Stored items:
☆ ☆ ☆ ☆ ☆ ☆ ☆
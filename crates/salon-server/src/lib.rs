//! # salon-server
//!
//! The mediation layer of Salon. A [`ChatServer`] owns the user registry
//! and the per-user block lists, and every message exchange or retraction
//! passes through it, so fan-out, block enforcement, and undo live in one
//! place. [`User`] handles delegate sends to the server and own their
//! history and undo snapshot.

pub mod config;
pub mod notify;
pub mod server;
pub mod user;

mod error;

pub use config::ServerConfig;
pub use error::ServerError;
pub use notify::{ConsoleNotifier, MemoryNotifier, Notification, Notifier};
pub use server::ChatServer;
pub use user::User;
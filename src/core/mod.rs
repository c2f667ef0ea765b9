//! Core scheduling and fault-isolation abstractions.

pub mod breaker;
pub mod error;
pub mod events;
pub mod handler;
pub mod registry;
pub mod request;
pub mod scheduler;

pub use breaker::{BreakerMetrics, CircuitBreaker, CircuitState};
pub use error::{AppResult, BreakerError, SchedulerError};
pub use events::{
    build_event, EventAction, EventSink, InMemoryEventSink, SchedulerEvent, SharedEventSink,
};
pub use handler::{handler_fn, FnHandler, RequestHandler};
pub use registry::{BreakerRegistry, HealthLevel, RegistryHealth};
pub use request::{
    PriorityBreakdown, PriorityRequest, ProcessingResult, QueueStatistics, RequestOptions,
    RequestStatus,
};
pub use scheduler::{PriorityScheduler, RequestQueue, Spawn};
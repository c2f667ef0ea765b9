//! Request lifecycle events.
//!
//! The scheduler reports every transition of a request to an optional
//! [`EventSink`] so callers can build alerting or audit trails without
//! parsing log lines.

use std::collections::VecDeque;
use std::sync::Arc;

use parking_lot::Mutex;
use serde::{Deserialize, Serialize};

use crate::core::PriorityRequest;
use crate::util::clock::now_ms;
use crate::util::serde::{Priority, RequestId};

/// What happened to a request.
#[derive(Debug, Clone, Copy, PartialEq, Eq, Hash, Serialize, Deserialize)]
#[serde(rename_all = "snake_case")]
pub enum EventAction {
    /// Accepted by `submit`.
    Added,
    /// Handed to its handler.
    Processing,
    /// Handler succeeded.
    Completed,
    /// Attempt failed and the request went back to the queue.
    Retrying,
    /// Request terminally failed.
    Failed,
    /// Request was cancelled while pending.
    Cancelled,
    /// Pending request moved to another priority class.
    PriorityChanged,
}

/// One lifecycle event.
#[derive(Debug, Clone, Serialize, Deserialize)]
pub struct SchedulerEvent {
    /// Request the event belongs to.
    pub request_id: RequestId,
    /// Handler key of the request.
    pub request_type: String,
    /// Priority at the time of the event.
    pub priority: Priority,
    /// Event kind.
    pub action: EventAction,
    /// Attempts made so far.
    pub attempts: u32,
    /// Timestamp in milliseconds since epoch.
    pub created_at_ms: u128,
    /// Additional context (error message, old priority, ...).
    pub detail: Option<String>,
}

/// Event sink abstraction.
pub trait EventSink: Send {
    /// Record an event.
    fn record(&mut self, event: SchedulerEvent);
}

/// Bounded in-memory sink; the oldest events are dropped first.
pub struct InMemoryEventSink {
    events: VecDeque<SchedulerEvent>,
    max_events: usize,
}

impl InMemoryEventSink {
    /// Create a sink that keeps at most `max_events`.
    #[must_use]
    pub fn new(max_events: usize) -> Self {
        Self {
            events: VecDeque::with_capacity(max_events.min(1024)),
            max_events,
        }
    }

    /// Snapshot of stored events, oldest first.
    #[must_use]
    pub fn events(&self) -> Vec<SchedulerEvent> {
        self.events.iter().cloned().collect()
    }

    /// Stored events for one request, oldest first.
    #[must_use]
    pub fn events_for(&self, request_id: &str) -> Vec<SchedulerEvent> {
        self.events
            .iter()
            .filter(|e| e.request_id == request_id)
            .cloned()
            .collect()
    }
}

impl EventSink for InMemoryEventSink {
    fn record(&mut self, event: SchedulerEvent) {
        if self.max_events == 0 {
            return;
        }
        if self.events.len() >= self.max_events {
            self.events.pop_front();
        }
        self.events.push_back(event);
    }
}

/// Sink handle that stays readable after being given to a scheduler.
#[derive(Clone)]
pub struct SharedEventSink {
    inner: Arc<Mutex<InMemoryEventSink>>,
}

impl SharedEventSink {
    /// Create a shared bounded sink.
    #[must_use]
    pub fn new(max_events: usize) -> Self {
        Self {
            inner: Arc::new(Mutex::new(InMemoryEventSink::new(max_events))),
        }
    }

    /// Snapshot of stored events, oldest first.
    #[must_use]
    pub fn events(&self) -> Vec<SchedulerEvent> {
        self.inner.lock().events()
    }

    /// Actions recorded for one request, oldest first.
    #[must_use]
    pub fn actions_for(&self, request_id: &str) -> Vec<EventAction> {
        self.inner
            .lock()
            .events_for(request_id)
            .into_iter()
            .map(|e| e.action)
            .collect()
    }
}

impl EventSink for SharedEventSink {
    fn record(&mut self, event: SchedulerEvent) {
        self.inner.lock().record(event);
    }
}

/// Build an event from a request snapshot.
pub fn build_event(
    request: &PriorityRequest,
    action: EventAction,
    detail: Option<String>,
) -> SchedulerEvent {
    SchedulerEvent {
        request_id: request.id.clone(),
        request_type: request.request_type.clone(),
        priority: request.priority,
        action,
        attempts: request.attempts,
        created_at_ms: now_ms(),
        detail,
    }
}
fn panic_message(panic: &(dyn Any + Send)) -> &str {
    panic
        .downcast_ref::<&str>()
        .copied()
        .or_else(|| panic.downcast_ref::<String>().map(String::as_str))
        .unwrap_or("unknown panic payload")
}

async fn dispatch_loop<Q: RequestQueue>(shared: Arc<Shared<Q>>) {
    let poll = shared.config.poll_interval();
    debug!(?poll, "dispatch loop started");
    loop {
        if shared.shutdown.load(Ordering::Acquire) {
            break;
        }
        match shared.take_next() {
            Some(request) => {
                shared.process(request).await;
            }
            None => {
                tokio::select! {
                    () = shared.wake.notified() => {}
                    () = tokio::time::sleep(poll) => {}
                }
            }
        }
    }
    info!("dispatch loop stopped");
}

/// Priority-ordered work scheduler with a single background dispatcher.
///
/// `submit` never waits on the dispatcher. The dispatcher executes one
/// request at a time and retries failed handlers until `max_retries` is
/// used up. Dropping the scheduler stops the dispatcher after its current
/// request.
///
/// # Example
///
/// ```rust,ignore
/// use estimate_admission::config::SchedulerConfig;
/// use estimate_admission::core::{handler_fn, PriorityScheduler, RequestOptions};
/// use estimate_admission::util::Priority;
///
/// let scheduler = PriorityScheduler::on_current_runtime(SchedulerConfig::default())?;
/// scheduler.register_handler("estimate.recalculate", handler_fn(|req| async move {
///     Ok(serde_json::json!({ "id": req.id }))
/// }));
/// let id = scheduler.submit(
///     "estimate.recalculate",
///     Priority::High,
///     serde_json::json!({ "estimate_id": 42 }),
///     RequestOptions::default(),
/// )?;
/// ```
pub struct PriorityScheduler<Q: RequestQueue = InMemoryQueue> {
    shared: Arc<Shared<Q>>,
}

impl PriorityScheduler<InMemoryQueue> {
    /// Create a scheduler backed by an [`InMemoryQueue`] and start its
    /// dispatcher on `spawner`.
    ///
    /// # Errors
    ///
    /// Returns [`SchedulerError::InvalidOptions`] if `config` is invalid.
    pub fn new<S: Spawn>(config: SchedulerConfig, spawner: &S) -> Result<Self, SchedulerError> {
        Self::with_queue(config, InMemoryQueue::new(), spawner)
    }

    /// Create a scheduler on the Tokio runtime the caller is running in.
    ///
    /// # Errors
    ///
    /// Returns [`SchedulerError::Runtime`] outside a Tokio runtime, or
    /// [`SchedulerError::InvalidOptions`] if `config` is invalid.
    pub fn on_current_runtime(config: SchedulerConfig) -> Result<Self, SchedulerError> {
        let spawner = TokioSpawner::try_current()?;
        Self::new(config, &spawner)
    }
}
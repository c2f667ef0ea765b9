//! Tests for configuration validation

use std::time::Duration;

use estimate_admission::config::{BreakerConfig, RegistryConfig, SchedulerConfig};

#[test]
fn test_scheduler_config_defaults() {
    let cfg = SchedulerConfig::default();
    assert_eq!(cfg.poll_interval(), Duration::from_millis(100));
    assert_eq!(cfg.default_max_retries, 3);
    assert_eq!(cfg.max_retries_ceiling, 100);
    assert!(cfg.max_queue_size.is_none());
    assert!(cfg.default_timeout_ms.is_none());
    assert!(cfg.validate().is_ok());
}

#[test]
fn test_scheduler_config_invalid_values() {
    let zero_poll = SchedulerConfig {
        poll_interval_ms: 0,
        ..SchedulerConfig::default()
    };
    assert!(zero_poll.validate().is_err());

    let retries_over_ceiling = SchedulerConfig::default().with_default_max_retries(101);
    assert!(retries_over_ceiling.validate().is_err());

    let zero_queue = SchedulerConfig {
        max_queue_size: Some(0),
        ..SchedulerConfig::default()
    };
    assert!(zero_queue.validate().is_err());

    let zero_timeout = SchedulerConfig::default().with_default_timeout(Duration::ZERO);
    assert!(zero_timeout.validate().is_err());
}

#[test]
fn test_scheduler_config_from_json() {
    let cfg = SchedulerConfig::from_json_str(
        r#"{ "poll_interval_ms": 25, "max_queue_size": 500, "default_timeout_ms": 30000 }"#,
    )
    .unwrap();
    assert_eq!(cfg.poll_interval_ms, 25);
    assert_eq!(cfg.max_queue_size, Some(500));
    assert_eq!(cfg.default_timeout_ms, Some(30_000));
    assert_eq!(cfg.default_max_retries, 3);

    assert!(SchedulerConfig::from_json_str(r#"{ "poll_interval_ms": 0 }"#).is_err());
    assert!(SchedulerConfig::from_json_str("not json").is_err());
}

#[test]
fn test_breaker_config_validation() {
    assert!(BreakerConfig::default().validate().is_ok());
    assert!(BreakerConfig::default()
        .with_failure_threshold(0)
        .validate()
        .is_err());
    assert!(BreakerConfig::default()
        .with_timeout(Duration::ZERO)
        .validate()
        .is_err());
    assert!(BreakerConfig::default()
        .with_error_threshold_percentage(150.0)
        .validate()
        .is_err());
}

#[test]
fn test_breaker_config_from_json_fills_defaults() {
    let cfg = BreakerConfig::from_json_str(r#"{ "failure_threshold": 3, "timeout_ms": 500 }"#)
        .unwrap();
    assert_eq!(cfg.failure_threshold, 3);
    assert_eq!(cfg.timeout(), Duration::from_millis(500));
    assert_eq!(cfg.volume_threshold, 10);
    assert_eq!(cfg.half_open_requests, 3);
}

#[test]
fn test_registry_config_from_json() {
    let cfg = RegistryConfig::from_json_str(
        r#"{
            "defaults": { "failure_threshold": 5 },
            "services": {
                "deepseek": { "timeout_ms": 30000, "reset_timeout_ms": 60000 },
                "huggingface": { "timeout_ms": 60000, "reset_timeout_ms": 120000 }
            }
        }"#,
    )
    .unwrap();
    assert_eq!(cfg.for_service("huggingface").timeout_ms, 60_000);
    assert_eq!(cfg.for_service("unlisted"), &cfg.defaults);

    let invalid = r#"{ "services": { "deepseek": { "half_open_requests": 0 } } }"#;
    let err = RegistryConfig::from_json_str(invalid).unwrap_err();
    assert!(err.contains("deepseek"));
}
☆ ☆ ☆ ☆ ☆ ☆ ☆
* EXERCISE PROMPT:
Among the entries, find every line holding "recalculate" and return it.

* EXERCISE SOLUTION:
/// scheduler.register_handler("estimate.recalculate", handler_fn(|req| async move {
///     "estimate.recalculate",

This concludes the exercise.